### Prompt
Transcribe all records exactly.

### Data listing

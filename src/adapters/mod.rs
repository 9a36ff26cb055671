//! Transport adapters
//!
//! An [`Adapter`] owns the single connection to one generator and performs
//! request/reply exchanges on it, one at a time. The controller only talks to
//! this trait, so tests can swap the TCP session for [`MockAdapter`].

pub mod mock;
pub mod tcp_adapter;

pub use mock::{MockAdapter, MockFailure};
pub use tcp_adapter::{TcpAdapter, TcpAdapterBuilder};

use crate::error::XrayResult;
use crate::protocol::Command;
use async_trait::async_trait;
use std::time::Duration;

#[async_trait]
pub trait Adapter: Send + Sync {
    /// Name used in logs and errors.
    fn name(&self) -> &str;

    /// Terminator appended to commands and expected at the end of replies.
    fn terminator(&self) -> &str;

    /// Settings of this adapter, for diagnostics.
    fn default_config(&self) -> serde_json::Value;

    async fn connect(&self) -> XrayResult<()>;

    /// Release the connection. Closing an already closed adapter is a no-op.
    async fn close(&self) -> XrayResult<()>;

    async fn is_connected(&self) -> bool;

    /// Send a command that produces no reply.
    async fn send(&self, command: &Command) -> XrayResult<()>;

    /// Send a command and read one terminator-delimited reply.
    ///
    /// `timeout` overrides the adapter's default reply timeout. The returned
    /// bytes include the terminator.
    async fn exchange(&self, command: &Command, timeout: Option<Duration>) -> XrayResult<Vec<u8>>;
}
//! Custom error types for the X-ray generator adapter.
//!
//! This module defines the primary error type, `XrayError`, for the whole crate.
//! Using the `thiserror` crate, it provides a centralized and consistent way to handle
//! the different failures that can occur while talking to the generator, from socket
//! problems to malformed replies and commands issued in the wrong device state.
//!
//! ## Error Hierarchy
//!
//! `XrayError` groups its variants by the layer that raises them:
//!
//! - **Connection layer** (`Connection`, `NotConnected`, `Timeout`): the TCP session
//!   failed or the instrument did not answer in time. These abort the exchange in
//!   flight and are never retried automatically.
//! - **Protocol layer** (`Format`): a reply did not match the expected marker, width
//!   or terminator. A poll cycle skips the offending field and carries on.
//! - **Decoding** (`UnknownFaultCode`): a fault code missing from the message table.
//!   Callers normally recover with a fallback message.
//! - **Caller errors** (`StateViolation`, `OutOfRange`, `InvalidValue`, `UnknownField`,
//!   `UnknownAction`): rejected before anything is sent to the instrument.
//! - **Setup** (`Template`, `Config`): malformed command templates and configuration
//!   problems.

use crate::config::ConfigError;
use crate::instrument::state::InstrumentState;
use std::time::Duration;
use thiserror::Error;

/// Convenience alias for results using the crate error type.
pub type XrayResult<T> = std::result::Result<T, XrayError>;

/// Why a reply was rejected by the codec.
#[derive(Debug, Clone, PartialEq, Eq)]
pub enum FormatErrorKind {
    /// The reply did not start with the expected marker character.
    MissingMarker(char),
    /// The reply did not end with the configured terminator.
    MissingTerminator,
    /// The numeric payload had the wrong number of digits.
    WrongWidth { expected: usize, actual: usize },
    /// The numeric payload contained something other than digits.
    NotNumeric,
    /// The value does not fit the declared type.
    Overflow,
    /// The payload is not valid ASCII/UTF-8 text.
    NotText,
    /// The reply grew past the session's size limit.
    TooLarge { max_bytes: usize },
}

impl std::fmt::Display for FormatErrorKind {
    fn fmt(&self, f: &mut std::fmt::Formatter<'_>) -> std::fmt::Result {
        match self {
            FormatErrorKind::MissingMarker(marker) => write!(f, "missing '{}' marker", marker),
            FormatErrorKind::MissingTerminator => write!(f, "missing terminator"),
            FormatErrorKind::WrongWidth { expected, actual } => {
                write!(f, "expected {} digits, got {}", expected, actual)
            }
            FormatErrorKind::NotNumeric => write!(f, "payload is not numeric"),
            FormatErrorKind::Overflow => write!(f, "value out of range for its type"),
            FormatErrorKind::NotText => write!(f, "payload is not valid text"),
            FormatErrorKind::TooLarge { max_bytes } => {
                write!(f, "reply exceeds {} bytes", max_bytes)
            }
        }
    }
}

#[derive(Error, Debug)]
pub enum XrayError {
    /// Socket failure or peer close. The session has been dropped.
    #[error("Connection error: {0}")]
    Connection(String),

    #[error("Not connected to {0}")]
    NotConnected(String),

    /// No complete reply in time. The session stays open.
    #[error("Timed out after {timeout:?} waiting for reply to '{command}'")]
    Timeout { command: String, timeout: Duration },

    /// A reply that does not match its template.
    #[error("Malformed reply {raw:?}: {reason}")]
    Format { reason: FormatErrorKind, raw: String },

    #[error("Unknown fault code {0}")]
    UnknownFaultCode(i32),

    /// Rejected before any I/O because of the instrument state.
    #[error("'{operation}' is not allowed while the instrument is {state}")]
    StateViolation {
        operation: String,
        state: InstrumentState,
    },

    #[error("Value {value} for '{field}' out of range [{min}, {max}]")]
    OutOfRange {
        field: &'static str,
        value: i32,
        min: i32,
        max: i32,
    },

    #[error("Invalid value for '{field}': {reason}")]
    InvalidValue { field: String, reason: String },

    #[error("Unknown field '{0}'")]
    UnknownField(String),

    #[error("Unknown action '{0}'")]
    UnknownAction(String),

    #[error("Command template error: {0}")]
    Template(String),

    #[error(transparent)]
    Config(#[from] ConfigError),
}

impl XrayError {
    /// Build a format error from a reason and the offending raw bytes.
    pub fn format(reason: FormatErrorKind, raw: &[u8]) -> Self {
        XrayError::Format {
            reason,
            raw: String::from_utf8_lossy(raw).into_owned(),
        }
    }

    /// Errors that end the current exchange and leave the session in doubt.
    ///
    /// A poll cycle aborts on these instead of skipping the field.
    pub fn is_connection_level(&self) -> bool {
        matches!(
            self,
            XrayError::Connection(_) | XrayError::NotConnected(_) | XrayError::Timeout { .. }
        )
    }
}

### Reply to the task
filename src/adapters/mod.rs
repository 9a36ff26cb055671
//! Transport adapters
//!
//! An [`Adapter`] owns the single connection to one generator and performs
//! request/reply exchanges on it, one at a time. The controller only talks to
//! this trait, so tests can swap the TCP session for [`MockAdapter`].

pub mod mock;
pub mod tcp_adapter;

pub use mock::{MockAdapter, MockFailure};
pub use tcp_adapter::{TcpAdapter, TcpAdapterBuilder};

use crate::error::XrayResult;
use crate::protocol::Command;
use async_trait::async_trait;
use std::time::Duration;

#[async_trait]
pub trait Adapter: Send + Sync {
    /// Name used in logs and errors.
    fn name(&self) -> &str;

    /// Terminator appended to commands and expected at the end of replies.
    fn terminator(&self) -> &str;

    /// Settings of this adapter, for diagnostics.
    fn default_config(&self) -> serde_json::Value;

    async fn connect(&self) -> XrayResult<()>;

    /// Release the connection. Closing an already closed adapter is a no-op.
    async fn close(&self) -> XrayResult<()>;

    async fn is_connected(&self) -> bool;

    /// Send a command that produces no reply.
    async fn send(&self, command: &Command) -> XrayResult<()>;

    /// Send a command and read one terminator-delimited reply.
    ///
    /// `timeout` overrides the adapter's default reply timeout. The returned
    /// bytes include the terminator.
    async fn exchange(&self, command: &Command, timeout: Option<Duration>) -> XrayResult<Vec<u8>>;
}
//! Custom error types for the X-ray generator adapter.
//!
//! This module defines the primary error type, `XrayError`, for the whole crate.
//! Using the `thiserror` crate, it provides a centralized and consistent way to handle
//! the different failures that can occur while talking to the generator, from socket
//! problems to malformed replies and commands issued in the wrong device state.
//!
//! ## Error Hierarchy
//!
//! `XrayError` groups its variants by the layer that raises them:
//!
//! - **Connection layer** (`Connection`, `NotConnected`, `Timeout`): the TCP session
//!   failed or the instrument did not answer in time. These abort the exchange in
//!   flight and are never retried automatically.
//! - **Protocol layer** (`Format`): a reply did not match the expected marker, width
//!   or terminator. A poll cycle skips the offending field and carries on.
//! - **Decoding** (`UnknownFaultCode`): a fault code missing from the message table.
//!   Callers normally recover with a fallback message.
//! - **Caller errors** (`StateViolation`, `OutOfRange`, `InvalidValue`, `UnknownField`,
//!   `UnknownAction`): rejected before anything is sent to the instrument.
//! - **Setup** (`Template`, `Config`): malformed command templates and configuration
//!   problems.

use crate::config::ConfigError;
use crate::instrument::state::InstrumentState;
use std::time::Duration;
use thiserror::Error;

/// Convenience alias for results using the crate error type.
pub type XrayResult<T> = std::result::Result<T, XrayError>;

/// Why a reply was rejected by the codec.
#[derive(Debug, Clone, PartialEq, Eq)]
pub enum FormatErrorKind {
    /// The reply did not start with the expected marker character.
    MissingMarker(char),
    /// The reply did not end with the configured terminator.
    MissingTerminator,
    /// The numeric payload had the wrong number of digits.
    WrongWidth { expected: usize, actual: usize },
    /// The numeric payload contained something other than digits.
    NotNumeric,
    /// The value does not fit the declared type.
    Overflow,
    /// The payload is not valid ASCII/UTF-8 text.
    NotText,
    /// The reply grew past the session's size limit.
    TooLarge { max_bytes: usize },
}

impl std::fmt::Display for FormatErrorKind {
    fn fmt(&self, f: &mut std::fmt::Formatter<'_>) -> std::fmt::Result {
        match self {
            FormatErrorKind::MissingMarker(marker) => write!(f, "missing '{}' marker", marker),
            FormatErrorKind::MissingTerminator => write!(f, "missing terminator"),
            FormatErrorKind::WrongWidth { expected, actual } => {
                write!(f, "expected {} digits, got {}", expected, actual)
            }
            FormatErrorKind::NotNumeric => write!(f, "payload is not numeric"),
            FormatErrorKind::Overflow => write!(f, "value out of range for its type"),
            FormatErrorKind::NotText => write!(f, "payload is not valid text"),
            FormatErrorKind::TooLarge { max_bytes } => {
                write!(f, "reply exceeds {} bytes", max_bytes)
            }
        }
    }
}

#[derive(Error, Debug)]
pub enum XrayError {
    /// Socket failure or peer close. The session has been dropped.
    #[error("Connection error: {0}")]
    Connection(String),

    #[error("Not connected to {0}")]
    NotConnected(String),

    /// No complete reply in time. The session stays open.
    #[error("Timed out after {timeout:?} waiting for reply to '{command}'")]
    Timeout { command: String, timeout: Duration },

    /// A reply that does not match its template.
    #[error("Malformed reply {raw:?}: {reason}")]
    Format { reason: FormatErrorKind, raw: String },

    #[error("Unknown fault code {0}")]
    UnknownFaultCode(i32),

    /// Rejected before any I/O because of the instrument state.
    #[error("'{operation}' is not allowed while the instrument is {state}")]
    StateViolation {
        operation: String,
        state: InstrumentState,
    },

    #[error("Value {value} for '{field}' out of range [{min}, {max}]")]
    OutOfRange {
        field: &'static str,
        value: i32,
        min: i32,
        max: i32,
    },

    #[error("Invalid value for '{field}': {reason}")]
    InvalidValue { field: String, reason: String },

    #[error("Unknown field '{0}'")]
    UnknownField(String),

    #[error("Unknown action '{0}'")]
    UnknownAction(String),

    #[error("Command template error: {0}")]
    Template(String),

    #[error(transparent)]
    Config(#[from] ConfigError),
}

impl XrayError {
    /// Build a format error from a reason and the offending raw bytes.
    pub fn format(reason: FormatErrorKind, raw: &[u8]) -> Self {
        XrayError::Format {
            reason,
            raw: String::from_utf8_lossy(raw).into_owned(),
        }
    }

    /// Errors that end the current exchange and leave the session in doubt.
    ///
    /// A poll cycle aborts on these instead of skipping the field.
    pub fn is_connection_level(&self) -> bool {
        matches!(
            self,
            XrayError::Connection(_) | XrayError::NotConnected(_) | XrayError::Timeout { .. }
        )
    }
}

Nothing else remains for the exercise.